• _Task details_
Among the records below, find the line that has "is cached in-process."; from there, give the lines again exactly, and stop after the line that has "direct database draw.".

(Collected data)
------------------------------------------------------------
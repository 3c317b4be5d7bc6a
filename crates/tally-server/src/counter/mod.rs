//! Visitor counter service.
//!
//! Stateless over an injected [`KvStore`](crate::store::KvStore): every call
//! reads and writes the store directly, nothing is cached in-process.

pub mod service;

pub use service::{CleanupReport, CounterService};
use axum::{
    Json, Router,
    extract::{Query, State},
    routing::get,
};
use axum_valid::Valid;

use crate::{
    dto::{
        card::CardResponse,
        params::{NextCardParams, NextRandomParams},
        stats::PoolKeyStats,
    },
    error::AppError,
    state::SharedState,
};

/// Routes serving cards and pool observability.
pub fn router() -> Router<SharedState> {
    Router::new()
        .route("/api/cards/next", get(next_card))
        .route("/api/cards/next-random", get(next_random_card))
        .route("/api/pool/stats", get(pool_stats))
}

/// Serve the next card for a (topic, difficulty, language) key, preferring
/// the pre-fetched pool and falling back to a direct database draw.
#[utoipa::path(
    get,
    path = "/api/cards/next",
    tag = "cards",
    params(NextCardParams),
    responses(
        (status = 200, description = "Next card for the requested key", body = CardResponse),
        (status = 404, description = "No card matches the requested filters"),
        (status = 503, description = "Storage unavailable")
    )
)]
pub async fn next_card(
    State(state): State<SharedState>,
    Valid(Query(params)): Valid<Query<NextCardParams>>,
) -> Result<Json<CardResponse>, AppError> {
    let card_store = state.require_card_store().await?;
    let card = state
        .pool()
        .next_card(
            card_store,
            Some(&params.topic),
            Some(&params.difficulty),
            params.lang.as_deref(),
            params.session_id.as_deref(),
        )
        .await?;
    Ok(Json(card))
}

/// Serve the next card for a live game, avoiding recent repeats of card,
/// topic, and category.
#[utoipa::path(
    get,
    path = "/api/cards/next-random",
    tag = "cards",
    params(NextRandomParams),
    responses(
        (status = 200, description = "Next card for the game", body = CardResponse),
        (status = 400, description = "Missing language or game id"),
        (status = 404, description = "No card matches the requested filters"),
        (status = 503, description = "Storage unavailable")
    )
)]
pub async fn next_random_card(
    State(state): State<SharedState>,
    Valid(Query(params)): Valid<Query<NextRandomParams>>,
) -> Result<Json<CardResponse>, AppError> {
    let card_store = state.require_card_store().await?;
    let history_store = state.history_store().await;
    let card = state
        .deck()
        .next_random(
            card_store,
            history_store,
            params.lang.as_deref(),
            params.game_id.as_deref(),
            params.topic.as_deref(),
        )
        .await?;
    Ok(Json(CardResponse::from(card)))
}

/// Report per-key pool sizes and counters.
#[utoipa::path(
    get,
    path = "/api/pool/stats",
    tag = "pool",
    responses(
        (status = 200, description = "Per-key pool statistics", body = [PoolKeyStats])
    )
)]
pub async fn pool_stats(State(state): State<SharedState>) -> Json<Vec<PoolKeyStats>> {
    Json(state.pool().stats())
}
use axum::{Json, http::StatusCode, response::IntoResponse};
use serde::Serialize;
use thiserror::Error;
use validator::ValidationErrors;

use crate::dao::storage::StorageError;

/// Errors that can occur in service layer operations.
#[derive(Debug, Error)]
pub enum ServiceError {
    /// Storage backend is unavailable.
    #[error("storage unavailable")]
    Unavailable(#[source] StorageError),
    /// Application is running in degraded mode without storage.
    #[error("storage unavailable (degraded mode)")]
    Degraded,
    /// Invalid input provided by the client.
    #[error("invalid input: {0}")]
    InvalidInput(String),
    /// No card satisfies the requested filters.
    #[error("not found: {0}")]
    NotFound(String),
}

impl From<StorageError> for ServiceError {
    fn from(err: StorageError) -> Self {
        ServiceError::Unavailable(err)
    }
}

impl From<ValidationErrors> for AppError {
    fn from(err: ValidationErrors) -> Self {
        AppError::BadRequest(format!("validation failed: {}", err))
    }
}

/// Application-level errors that are converted to HTTP responses.
#[derive(Debug, Error)]
pub enum AppError {
    /// Bad request with invalid input.
    #[error("bad request: {0}")]
    BadRequest(String),
    /// Requested resource not found.
    #[error("not found: {0}")]
    NotFound(String),
    /// Service unavailable or degraded.
    #[error("service unavailable: {0}")]
    ServiceUnavailable(String),
    /// Internal server error.
    #[error("internal error: {0}")]
    Internal(String),
}

impl From<ServiceError> for AppError {
    fn from(err: ServiceError) -> Self {
        match err {
            ServiceError::Unavailable(source) => AppError::ServiceUnavailable(source.to_string()),
            ServiceError::Degraded => AppError::ServiceUnavailable("degraded mode".into()),
            ServiceError::InvalidInput(message) => AppError::BadRequest(message),
            ServiceError::NotFound(message) => AppError::NotFound(message),
        }
    }
}

#[derive(Serialize)]
struct ErrorBody {
    message: String,
}

impl IntoResponse for AppError {
    fn into_response(self) -> axum::response::Response {
        let status = match &self {
            AppError::BadRequest(_) => StatusCode::BAD_REQUEST,
            AppError::NotFound(_) => StatusCode::NOT_FOUND,
            AppError::ServiceUnavailable(_) => StatusCode::SERVICE_UNAVAILABLE,
            AppError::Internal(_) => StatusCode::INTERNAL_SERVER_ERROR,
        };

        let payload = Json(ErrorBody {
            message: self.to_string(),
        });

        (status, payload).into_response()
    }
}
------------------------------------------------------------
• _Reply to the exercise_
//! reads and writes the store directly, nothing is cached in-process.

pub mod service;

pub use service::{CleanupReport, CounterService};
use axum::{
    Json, Router,
    extract::{Query, State},
    routing::get,
};
use axum_valid::Valid;

use crate::{
    dto::{
        card::CardResponse,
        params::{NextCardParams, NextRandomParams},
        stats::PoolKeyStats,
    },
    error::AppError,
    state::SharedState,
};

/// Routes serving cards and pool observability.
pub fn router() -> Router<SharedState> {
    Router::new()
        .route("/api/cards/next", get(next_card))
        .route("/api/cards/next-random", get(next_random_card))
        .route("/api/pool/stats", get(pool_stats))
}

/// Serve the next card for a (topic, difficulty, language) key, preferring
/// the pre-fetched pool and falling back to a direct database draw.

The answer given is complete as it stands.